As far as humanitarian aid, Israel shipped in literally tons of humanitarian aid into the very same area where the hostages were being held, where civilians were helping to hold the hostages. You may have noticed there’s been no popular movement in the Gaza Strip to free the hostages. None. Zero. It doesn’t exist. Even the protests that are out there against Hamas are not protests to free the hostages.
And yet Israel has been supplying humanitarian aid throughout the war to that exact same population at the expense of its own hostages, because Hamas routinely steals that aid, and then uses it in order to prop itself up.
Lies have consequences. So we understand why the genocide lie is so popular with those who wish to overtly destroy the state of Israel. We get it, obviously, because it means they win the PR war. Countries in the U.N., for example, that are in thrall to their Muslim populations. Yes, I’m looking at you, France and the U.K.
Or countries who might want to please their Chinese paymasters, who are seeking to foster anti-Americanism in the Middle East. Yes, that would be you, Canada, and South Africa.
The real question here is, why has this “genocide” lie become so popular in the West more generally? The answer is because our civilization has fallen in thrall to a Great Conspiracy Theory.
Conspiratorial thinking has become wildly popular on both the Left and the Right. It crosses all political boundaries. Now there are, of course, actual conspiracies in real life. Those conspiracies involve actual planning and implementation by actual human beings.
There’s a difference between a conspiracy, where there’s evidence, and conspiracy theories. These are not the same.

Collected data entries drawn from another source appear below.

//! One pairing plus one key-ring transfer, driven by a dedicated worker task.
//!
//! The worker owns the socket. Everything else talks to it through the
//! session handle: a one-slot payload queue, a one-slot confirmation queue and
//! the shared [`ChannelCloser`]. State and the terminal flag live under one
//! mutex, so a session reports exactly one `Closed` event and nothing after it.

use std::sync::atomic::{AtomicBool, Ordering};
use std::sync::{Arc, Mutex, PoisonError};

use tokio::net::TcpStream;
use tokio::sync::mpsc;
use tokio::task::JoinHandle;
use tracing::{debug, info, warn};

use crate::channel::{
    key_ring_frame_len, ChannelCloser, Incoming, SecureChannel, SecureListener, WireMessage,
};
use crate::config::TransferConfig;
use crate::descriptor::PairingDescriptor;
use crate::error::{NetworkError, ProtocolError, TransferError};
use crate::event::{CloseReason, Role, SessionEvent, SessionId, SessionState, TransferDirection};
use crate::phrase::derive_phrase;
use crate::psk::PresharedKey;

/// State plus event feed for one session.
pub(crate) struct SessionShared {
    id: SessionId,
    state: Mutex<SessionState>,
    events: mpsc::UnboundedSender<SessionEvent>,
}

impl SessionShared {
    pub(crate) fn new(
        id: SessionId,
        initial: SessionState,
        events: mpsc::UnboundedSender<SessionEvent>,
    ) -> Self {
        Self {
            id,
            state: Mutex::new(initial),
            events,
        }
    }

    fn send(&self, event: SessionEvent) {
        // A missing dispatcher means the manager is gone; nothing to report to.
        let _ = self.events.send(event);
    }

    pub(crate) fn state(&self) -> SessionState {
        *self.state.lock().unwrap_or_else(PoisonError::into_inner)
    }

    pub(crate) fn transition(&self, next: SessionState) -> bool {
        let mut state = self.state.lock().unwrap_or_else(PoisonError::into_inner);
        if state.is_terminal() {
            return false;
        }
        debug!(session = %self.id, from = ?*state, to = ?next, "State change");
        *state = next;
        self.send(SessionEvent::StateChanged {
            session: self.id,
            state: next,
        });
        true
    }

    pub(crate) fn emit(&self, event: SessionEvent) {
        let state = self.state.lock().unwrap_or_else(PoisonError::into_inner);
        if !state.is_terminal() {
            self.send(event);
        }
    }

    /// Move to the terminal state. Only the first call has any effect.
    pub(crate) fn finish(&self, reason: CloseReason) -> bool {
        let mut state = self.state.lock().unwrap_or_else(PoisonError::into_inner);
        if state.is_terminal() {
            return false;
        }
        *state = reason.terminal_state();
        self.send(SessionEvent::StateChanged {
            session: self.id,
            state: *state,
        });
        self.send(SessionEvent::Closed {
            session: self.id,
            reason,
        });
        info!(session = %self.id, reason = ?reason, "Session closed");
        true
    }
}

/// Where the worker gets its channel from.
pub(crate) enum Endpoint {
    Listen {
        listener: SecureListener,
        descriptor: PairingDescriptor,
    },
    Dial {
        host: String,
        port: u16,
        psk: Option<PresharedKey>,
    },
}

pub struct TransferSession {
    id: SessionId,
    role: Role,
    shared: Arc<SessionShared>,
    closer: ChannelCloser,
    outgoing: mpsc::Sender<Vec<u8>>,
    payload_queued: AtomicBool,
    max_frame_len: usize,
    confirmations: mpsc::Sender<bool>,
    worker: Mutex<Option<JoinHandle<()>>>,
}

impl TransferSession {
    /// Spawn the worker. Must be called from within a Tokio runtime.
    pub(crate) fn spawn(
        id: SessionId,
        endpoint: Endpoint,
        closer: ChannelCloser,
        cfg: Arc<TransferConfig>,
        events: mpsc::UnboundedSender<SessionEvent>,
    ) -> Self {
        let (role, initial) = match &endpoint {
            Endpoint::Listen { .. } => (Role::Server, SessionState::Listening),
            Endpoint::Dial { .. } => (Role::Client, SessionState::Idle),
        };
        let shared = Arc::new(SessionShared::new(id, initial, events));
        if let Endpoint::Listen { descriptor, .. } = &endpoint {
            shared.send(SessionEvent::StateChanged {
                session: id,
                state: initial,
            });
            // Published before the worker exists, so it precedes every other event.
            shared.send(SessionEvent::DescriptorReady {
                session: id,
                descriptor: descriptor.clone(),
            });
        }

        let max_frame_len = cfg.max_frame_len;
        let (outgoing_tx, outgoing_rx) = mpsc::channel(1);
        let (confirm_tx, confirm_rx) = mpsc::channel(1);

        let worker = Worker {
            shared: shared.clone(),
            closer: closer.clone(),
            cfg,
            outgoing: outgoing_rx,
            confirmations: confirm_rx,
        };
        info!(session = %id, role = ?role, "Starting transfer session");
        let handle = tokio::spawn(worker.run(endpoint));

        Self {
            id,
            role,
            shared,
            closer,
            outgoing: outgoing_tx,
            payload_queued: AtomicBool::new(false),
            max_frame_len,
            confirmations: confirm_tx,
            worker: Mutex::new(Some(handle)),
        }
    }

    pub fn id(&self) -> SessionId {
        self.id
    }

    pub fn role(&self) -> Role {
        self.role
    }

    pub fn state(&self) -> SessionState {
        self.shared.state()
    }

    /// Queue the session's single payload; it is sent once the channel is
    /// ready for transfer. A payload the peer would reject as too large is
    /// refused here and does not use up the slot.
    pub fn queue_payload(&self, payload: Vec<u8>) -> Result<(), TransferError> {
        if self.state().is_terminal() {
            return Err(TransferError::NoActiveSession);
        }
        let framed = key_ring_frame_len(payload.len());
        if framed > self.max_frame_len {
            return Err(ProtocolError::FrameTooLarge(framed).into());
        }
        if self.payload_queued.swap(true, Ordering::SeqCst) {
            return Err(ProtocolError::PayloadAlreadyQueued.into());
        }
        self.outgoing
            .try_send(payload)
            .map_err(|_| TransferError::NoActiveSession)
    }

    /// Report the local user's phrase comparison. Only valid while a phrase
    /// is waiting to be compared.
    pub fn confirm(&self, confirmed: bool) -> Result<(), TransferError> {
        match self.state() {
            SessionState::AwaitingConfirmation => {}
            state if state.is_terminal() => return Err(TransferError::NoActiveSession),
            _ => {
                return Err(ProtocolError::UnexpectedMessage("no phrase awaiting confirmation").into())
            }
        }
        self.confirmations.try_send(confirmed).map_err(|e| match e {
            mpsc::error::TrySendError::Full(_) => {
                ProtocolError::UnexpectedMessage("phrase already confirmed").into()
            }
            mpsc::error::TrySendError::Closed(_) => TransferError::NoActiveSession,
        })
    }

    /// Idempotent. Emits `Closed(reason)` unless the session already ended,
    /// then wakes the worker so it drops the socket.
    pub fn close(&self, reason: CloseReason) -> bool {
        let first = self.shared.finish(reason);
        self.closer.close();
        first
    }

    /// Wait for the worker to exit and release its socket.
    pub async fn join(&self) {
        let handle = self
            .worker
            .lock()
            .unwrap_or_else(PoisonError::into_inner)
            .take();
        if let Some(handle) = handle {
            if let Err(e) = handle.await {
                warn!(session = %self.id, error = %e, "Session worker panicked");
            }
        }
    }
}

impl Drop for TransferSession {
    fn drop(&mut self) {
        self.closer.close();
    }
}

struct Worker {
    shared: Arc<SessionShared>,
    closer: ChannelCloser,
    cfg: Arc<TransferConfig>,
    outgoing: mpsc::Receiver<Vec<u8>>,
    confirmations: mpsc::Receiver<bool>,
}

impl Worker {
    async fn run(mut self, endpoint: Endpoint) {
        let result = self.drive(endpoint).await;
        let reason = match &result {
            Ok(()) => CloseReason::Completed,
            Err(TransferError::Cancelled) => CloseReason::Cancelled,
            Err(e) => {
                warn!(session = %self.shared.id, error = %e, "Session failed");
                CloseReason::from(e)
            }
        };
        self.shared.finish(reason);
        self.closer.close();
    }

    async fn drive(&mut self, endpoint: Endpoint) -> Result<(), TransferError> {
        let mut channel = match endpoint {
            Endpoint::Listen {
                listener,
                descriptor,
            } => {
                // One peer per session; the listener is dropped right after.
                listener.accept(&descriptor.preshared_key, &self.cfg).await?
            }
            Endpoint::Dial { host, port, psk } => {
                self.shared.transition(SessionState::Connecting);
                info!(session = %self.shared.id, host = %host, port, keyed = psk.is_some(), "Connecting");
                SecureChannel::connect(
                    &host,
                    port,
                    psk.as_ref(),
                    self.cfg.connect_timeout(),
                    &self.closer,
                    &self.cfg,
                )
                .await?
            }
        };

        self.shared.transition(SessionState::Established);
        info!(session = %self.shared.id, peer = %channel.peer(), "Peer connected");
        self.shared.emit(SessionEvent::PeerConnected {
            session: self.shared.id,
            peer: channel.peer().to_string(),
        });

        if channel.requires_confirmation() {
            let phrase = derive_phrase(channel.phrase_material());
            self.shared.transition(SessionState::AwaitingConfirmation);
            self.shared.emit(SessionEvent::PhraseReady {
                session: self.shared.id,
                phrase,
            });
            self.await_confirmation(&mut channel).await?;
        }

        self.shared.transition(SessionState::Transferring);
        self.exchange(channel).await
    }

    /// Both users must accept the phrase: the local answer is sent to the
    /// peer, and the peer's answer only counts together with our own.
    async fn await_confirmation(
        &mut self,
        channel: &mut SecureChannel<TcpStream>,
    ) -> Result<(), TransferError> {
        let idle = self.cfg.idle_poll_interval();
        let mut local_confirmed = false;
        let mut peer_confirmed = false;
        loop {
            tokio::select! {
                local = self.confirmations.recv(), if !local_confirmed => {
                    let Some(confirmed) = local else {
                        return Err(TransferError::Cancelled);
                    };
                    debug!(session = %self.shared.id, confirmed, "Sending phrase confirmation");
                    channel.send(&WireMessage::Confirmation { confirmed }).await?;
                    if !confirmed {
                        return Err(ProtocolError::PhraseMismatch.into());
                    }
                    local_confirmed = true;
                    if peer_confirmed {
                        return Ok(());
                    }
                }
                incoming = channel.poll_incoming(idle) => match incoming? {
                    Incoming::Idle => continue,
                    Incoming::EndOfStream => return Err(NetworkError::EndOfStream.into()),
                    Incoming::Ready => match channel.read_message().await? {
                        WireMessage::Confirmation { confirmed: true } if !peer_confirmed => {
                            debug!(session = %self.shared.id, "Peer accepted the phrase");
                            peer_confirmed = true;
                            if local_confirmed {
                                return Ok(());
                            }
                        }
                        WireMessage::Confirmation { confirmed: true } => {
                            return Err(ProtocolError::UnexpectedMessage(
                                "repeated phrase confirmation",
                            )
                            .into())
                        }
                        WireMessage::Confirmation { confirmed: false } => {
                            return Err(ProtocolError::PhraseMismatch.into())
                        }
                        WireMessage::KeyRing { .. } => {
                            return Err(ProtocolError::UnexpectedMessage(
                                "key ring before phrase confirmation",
                            )
                            .into())
                        }
                    },
                },
            }
        }
    }

    async fn exchange(
        &mut self,
        mut channel: SecureChannel<TcpStream>,
    ) -> Result<(), TransferError> {
        let idle = self.cfg.idle_poll_interval();
        loop {
            tokio::select! {
                Some(payload) = self.outgoing.recv() => {
                    info!(session = %self.shared.id, bytes = payload.len(), "Sending key ring");
                    channel
                        .send(&WireMessage::KeyRing { payload: payload.clone() })
                        .await?;
                    channel.finish().await;
                    self.shared.emit(SessionEvent::TransferComplete {
                        session: self.shared.id,
                        direction: TransferDirection::Sent,
                        payload,
                    });
                    return Ok(());
                }
                incoming = channel.poll_incoming(idle) => match incoming? {
                    Incoming::Idle => continue,
                    Incoming::EndOfStream => return Err(NetworkError::EndOfStream.into()),
                    Incoming::Ready => match channel.read_message().await? {
                        WireMessage::KeyRing { payload } => {
                            info!(session = %self.shared.id, bytes = payload.len(), "Received key ring");
                            drop(channel);
                            self.shared.emit(SessionEvent::TransferComplete {
                                session: self.shared.id,
                                direction: TransferDirection::Received,
                                payload,
                            });
                            return Ok(());
                        }
                        WireMessage::Confirmation { confirmed: false } => {
                            return Err(ProtocolError::PhraseMismatch.into())
                        }
                        WireMessage::Confirmation { confirmed: true } => {
                            return Err(ProtocolError::UnexpectedMessage(
                                "phrase confirmation during transfer",
                            )
                            .into())
                        }
                    },
                },
            }
        }
    }
}
use serde::Serialize;
use std::net::IpAddr;

#[derive(Debug, Clone, PartialEq, Eq, Serialize)]
pub struct InterfaceIp {
    pub name: String,
    pub ip: IpAddr,
    pub family: &'static str, //ipv4 or ipv6
    pub is_loopback: bool,
}

impl InterfaceIp {
    pub fn new(name: impl Into<String>, ip: IpAddr) -> Self {
        Self {
            name: name.into(),
            ip,
            family: if ip.is_ipv4() { "ipv4" } else { "ipv6" },
            is_loopback: ip.is_loopback(),
        }
    }

    /// Link-local IPv6 needs a scope id, which a descriptor cannot carry.
    pub fn is_link_local_v6(&self) -> bool {
        match self.ip {
            IpAddr::V6(v6) => (v6.segments()[0] & 0xffc0) == 0xfe80,
            IpAddr::V4(_) => false,
        }
    }
}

The philosopher Karl Popper spelled out a pretty good definition for this in his book, The Open Society and Its Enemies:
The ‘conspiracy theory of society’ … is the view that an explanation of a social phenomenon consists in the discovery of the men or groups, or interested in the occurrence of this phenomenon (sometimes it’s a hidden interest which has first to be revealed), and who have planned and conspire to bring it about.”
This view … arises, of course, from the mistaken theory that whatever happens in society — especially happenings such as war, unemployment, poverty, shortages, which people as a rule dislike — is the result of direct design by some powerful individuals and groups.
That’s the Great Conspiracy Theory. And that Great Conspiracy Theory has become insanely popular on both the Left and the Right.
Why on the Left? In the left-wing Great Conspiracy Theory, every group disparity is discrimination. If, for example, Black Americans are disproportionately lower income than white Americans, this has to be because of some actual conspiracy: systemic racism, white privilege, or a policy of discrimination without stating the actual policy.
Now again, it is possible to find policies in a wide variety of places and times across the world that do, in fact, victimize particular groups. That’s true. That’s not a conspiracy theory. That’s actual policy.
But if you cannot point to a policy or politician or institution that does the discriminating, you are now operating in the realm of a conspiracy theory. And that’s what the Left does both nationally and internationally. “Crime rates are bad in the black community because all cops are bastards.” “ White supremacy lies behind every corner.” “Racism is clearly the reason for disproportionate poverty.”
When you take that logic to the international stage, you end up with anti-Americanism, because America is disproportionately successful, and there are lots of other places that are not successful.
You also end up siding with Hamas. You end up chanting “Free Palestine.” In fact, support for Hamas is the apex case of the left-wing great conspiracy theory.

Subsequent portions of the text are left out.